Assigned task:
Across the material below, say how many lines contain the string "Serialize", and add no other words.
►
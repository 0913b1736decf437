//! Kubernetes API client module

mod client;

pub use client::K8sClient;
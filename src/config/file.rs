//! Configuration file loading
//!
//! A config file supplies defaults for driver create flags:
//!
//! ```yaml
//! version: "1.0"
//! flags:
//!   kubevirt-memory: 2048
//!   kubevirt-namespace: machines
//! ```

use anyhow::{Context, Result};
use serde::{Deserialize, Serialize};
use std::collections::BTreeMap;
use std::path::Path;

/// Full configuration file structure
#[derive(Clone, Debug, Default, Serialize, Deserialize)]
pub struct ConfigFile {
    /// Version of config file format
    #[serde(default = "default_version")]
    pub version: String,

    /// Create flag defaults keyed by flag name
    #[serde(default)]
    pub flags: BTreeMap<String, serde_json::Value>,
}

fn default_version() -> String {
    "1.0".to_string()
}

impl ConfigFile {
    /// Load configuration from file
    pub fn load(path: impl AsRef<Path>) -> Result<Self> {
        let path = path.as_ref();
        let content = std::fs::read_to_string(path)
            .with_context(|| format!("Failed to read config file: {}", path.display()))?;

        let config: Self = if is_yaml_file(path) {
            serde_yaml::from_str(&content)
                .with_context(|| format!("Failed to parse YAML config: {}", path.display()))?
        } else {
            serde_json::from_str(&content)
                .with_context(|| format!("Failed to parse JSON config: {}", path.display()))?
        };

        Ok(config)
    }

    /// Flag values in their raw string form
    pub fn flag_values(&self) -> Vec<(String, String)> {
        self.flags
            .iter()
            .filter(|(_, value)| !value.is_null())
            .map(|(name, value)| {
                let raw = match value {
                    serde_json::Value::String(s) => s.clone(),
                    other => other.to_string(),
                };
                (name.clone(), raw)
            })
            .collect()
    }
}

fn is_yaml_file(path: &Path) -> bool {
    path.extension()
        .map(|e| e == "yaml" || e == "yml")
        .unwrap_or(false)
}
◄
Written reply:
2